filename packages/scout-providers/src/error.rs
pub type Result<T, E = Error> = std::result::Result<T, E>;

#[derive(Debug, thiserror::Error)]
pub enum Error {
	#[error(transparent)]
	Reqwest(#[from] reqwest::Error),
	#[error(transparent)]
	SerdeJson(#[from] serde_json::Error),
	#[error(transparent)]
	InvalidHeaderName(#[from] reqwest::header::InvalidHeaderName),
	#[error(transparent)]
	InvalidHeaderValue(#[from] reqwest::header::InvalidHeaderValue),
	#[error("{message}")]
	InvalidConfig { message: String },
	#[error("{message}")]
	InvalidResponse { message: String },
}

-*-

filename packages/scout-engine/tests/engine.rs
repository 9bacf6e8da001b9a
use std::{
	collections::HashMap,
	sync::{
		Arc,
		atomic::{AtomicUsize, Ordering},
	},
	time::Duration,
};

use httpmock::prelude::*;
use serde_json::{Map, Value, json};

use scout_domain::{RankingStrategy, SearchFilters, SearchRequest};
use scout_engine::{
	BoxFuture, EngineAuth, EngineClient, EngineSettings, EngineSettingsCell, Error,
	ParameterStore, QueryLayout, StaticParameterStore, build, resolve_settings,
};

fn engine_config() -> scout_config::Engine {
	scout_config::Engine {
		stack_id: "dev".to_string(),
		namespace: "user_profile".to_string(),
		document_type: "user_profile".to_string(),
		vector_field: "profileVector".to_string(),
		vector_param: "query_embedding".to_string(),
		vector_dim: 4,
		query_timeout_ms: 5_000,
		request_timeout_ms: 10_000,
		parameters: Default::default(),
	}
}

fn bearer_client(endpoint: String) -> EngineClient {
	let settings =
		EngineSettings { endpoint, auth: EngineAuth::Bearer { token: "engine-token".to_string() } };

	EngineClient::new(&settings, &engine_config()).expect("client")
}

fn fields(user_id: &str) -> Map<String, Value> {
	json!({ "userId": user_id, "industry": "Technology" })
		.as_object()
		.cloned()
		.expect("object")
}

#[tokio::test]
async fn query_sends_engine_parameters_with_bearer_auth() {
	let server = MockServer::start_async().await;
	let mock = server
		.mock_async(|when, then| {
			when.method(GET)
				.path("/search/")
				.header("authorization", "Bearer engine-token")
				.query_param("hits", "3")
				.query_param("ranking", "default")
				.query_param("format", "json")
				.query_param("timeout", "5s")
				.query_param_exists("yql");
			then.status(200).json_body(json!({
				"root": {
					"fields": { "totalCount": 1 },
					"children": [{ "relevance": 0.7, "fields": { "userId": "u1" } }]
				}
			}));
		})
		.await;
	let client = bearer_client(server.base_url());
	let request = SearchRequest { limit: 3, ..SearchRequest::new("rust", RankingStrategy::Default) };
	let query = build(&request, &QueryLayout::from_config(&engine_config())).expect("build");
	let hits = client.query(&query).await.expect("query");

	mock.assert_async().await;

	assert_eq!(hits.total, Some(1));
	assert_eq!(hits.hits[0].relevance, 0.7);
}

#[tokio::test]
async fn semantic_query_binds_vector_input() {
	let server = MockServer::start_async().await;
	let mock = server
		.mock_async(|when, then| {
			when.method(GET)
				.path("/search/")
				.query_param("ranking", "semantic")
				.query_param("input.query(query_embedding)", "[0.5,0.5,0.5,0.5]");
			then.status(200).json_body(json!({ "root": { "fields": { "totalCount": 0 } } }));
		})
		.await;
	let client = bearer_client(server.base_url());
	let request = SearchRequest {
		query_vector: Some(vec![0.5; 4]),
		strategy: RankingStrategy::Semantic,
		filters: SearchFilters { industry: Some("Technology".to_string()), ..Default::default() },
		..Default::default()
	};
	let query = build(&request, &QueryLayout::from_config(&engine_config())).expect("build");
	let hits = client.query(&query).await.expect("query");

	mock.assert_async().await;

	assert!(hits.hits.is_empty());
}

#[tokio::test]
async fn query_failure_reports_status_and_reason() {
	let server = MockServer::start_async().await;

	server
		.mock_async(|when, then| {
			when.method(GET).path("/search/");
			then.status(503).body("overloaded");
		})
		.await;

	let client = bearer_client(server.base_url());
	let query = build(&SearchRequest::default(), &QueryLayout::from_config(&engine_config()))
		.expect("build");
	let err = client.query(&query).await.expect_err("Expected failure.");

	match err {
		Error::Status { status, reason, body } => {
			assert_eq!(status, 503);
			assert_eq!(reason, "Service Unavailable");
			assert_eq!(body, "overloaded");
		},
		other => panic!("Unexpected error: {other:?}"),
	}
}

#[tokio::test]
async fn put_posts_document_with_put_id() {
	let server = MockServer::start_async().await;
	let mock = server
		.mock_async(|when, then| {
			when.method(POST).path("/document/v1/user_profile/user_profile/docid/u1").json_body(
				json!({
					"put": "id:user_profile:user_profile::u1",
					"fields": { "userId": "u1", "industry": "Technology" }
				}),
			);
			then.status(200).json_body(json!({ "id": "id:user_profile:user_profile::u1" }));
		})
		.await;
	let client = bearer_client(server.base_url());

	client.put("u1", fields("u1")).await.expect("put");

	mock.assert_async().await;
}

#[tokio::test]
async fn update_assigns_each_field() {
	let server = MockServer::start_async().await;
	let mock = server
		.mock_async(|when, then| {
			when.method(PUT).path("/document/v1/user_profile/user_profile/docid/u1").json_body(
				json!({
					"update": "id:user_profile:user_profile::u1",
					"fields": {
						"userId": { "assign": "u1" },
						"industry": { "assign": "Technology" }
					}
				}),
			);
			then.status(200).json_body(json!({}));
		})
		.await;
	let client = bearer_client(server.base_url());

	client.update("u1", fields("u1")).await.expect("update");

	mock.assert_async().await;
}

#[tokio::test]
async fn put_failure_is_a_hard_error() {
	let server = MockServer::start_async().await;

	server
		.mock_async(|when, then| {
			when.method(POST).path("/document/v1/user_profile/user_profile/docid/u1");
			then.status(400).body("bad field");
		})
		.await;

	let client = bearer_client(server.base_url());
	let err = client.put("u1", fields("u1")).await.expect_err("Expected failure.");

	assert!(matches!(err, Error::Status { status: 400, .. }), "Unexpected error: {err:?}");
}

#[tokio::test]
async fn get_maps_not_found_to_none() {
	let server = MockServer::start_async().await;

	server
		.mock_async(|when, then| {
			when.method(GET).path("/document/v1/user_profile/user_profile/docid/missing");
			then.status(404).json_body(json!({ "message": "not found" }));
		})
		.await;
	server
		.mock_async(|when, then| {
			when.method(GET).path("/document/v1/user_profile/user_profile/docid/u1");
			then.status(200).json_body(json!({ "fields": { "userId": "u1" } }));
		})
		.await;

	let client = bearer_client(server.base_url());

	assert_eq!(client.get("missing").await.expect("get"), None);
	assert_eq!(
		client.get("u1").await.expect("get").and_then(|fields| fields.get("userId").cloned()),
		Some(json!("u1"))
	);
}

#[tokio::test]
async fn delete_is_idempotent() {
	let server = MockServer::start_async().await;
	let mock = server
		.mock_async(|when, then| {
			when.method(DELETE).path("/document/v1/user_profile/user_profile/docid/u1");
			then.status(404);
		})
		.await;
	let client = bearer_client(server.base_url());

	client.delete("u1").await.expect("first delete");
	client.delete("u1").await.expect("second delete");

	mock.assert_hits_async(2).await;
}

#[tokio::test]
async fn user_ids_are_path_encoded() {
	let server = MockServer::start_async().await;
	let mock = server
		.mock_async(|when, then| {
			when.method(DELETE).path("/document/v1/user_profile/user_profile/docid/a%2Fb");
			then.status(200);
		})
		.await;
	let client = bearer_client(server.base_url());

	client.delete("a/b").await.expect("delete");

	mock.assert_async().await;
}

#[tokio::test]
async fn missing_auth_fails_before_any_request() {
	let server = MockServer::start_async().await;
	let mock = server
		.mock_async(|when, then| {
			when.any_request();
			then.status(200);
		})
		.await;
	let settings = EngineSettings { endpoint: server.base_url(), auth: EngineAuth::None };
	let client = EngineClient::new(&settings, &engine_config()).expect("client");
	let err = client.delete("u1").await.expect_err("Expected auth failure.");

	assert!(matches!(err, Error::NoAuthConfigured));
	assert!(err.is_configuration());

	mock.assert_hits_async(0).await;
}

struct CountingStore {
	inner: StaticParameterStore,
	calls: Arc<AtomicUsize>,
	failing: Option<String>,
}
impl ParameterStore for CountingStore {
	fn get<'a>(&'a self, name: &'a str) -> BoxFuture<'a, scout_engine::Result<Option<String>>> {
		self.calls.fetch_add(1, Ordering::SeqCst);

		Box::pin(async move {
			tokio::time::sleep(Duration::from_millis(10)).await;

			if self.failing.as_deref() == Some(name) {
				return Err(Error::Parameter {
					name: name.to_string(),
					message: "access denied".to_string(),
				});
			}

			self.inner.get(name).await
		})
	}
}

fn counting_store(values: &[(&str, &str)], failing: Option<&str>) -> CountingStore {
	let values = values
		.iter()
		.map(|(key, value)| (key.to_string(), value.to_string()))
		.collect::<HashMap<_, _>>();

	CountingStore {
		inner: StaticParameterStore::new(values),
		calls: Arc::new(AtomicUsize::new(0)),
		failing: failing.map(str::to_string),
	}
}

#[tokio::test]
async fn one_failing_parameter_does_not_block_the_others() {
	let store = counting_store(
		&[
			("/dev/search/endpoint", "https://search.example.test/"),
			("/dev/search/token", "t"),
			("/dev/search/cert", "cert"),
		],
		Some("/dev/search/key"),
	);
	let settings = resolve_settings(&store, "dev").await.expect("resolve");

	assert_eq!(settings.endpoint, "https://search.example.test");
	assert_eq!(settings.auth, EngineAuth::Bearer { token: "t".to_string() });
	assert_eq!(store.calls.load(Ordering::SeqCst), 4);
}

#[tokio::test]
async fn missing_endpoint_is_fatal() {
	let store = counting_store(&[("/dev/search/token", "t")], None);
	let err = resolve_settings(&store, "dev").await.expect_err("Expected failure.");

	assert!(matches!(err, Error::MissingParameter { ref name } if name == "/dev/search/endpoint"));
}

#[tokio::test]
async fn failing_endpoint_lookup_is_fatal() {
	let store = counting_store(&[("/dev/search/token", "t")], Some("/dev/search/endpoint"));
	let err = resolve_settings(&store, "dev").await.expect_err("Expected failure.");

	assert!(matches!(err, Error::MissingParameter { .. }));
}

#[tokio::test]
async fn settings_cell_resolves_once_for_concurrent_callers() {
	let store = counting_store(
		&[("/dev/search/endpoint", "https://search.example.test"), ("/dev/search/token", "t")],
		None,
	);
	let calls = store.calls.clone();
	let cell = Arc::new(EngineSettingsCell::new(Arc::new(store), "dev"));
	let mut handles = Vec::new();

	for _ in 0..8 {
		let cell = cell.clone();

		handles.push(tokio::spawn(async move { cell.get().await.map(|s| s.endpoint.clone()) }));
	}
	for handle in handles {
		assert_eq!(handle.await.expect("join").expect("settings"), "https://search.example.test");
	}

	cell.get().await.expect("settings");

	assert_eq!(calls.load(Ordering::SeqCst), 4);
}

-*-

TASK ITEM: After reading the records above, work out how many lines contain "calls" and give that number only.

OUTPUT: 6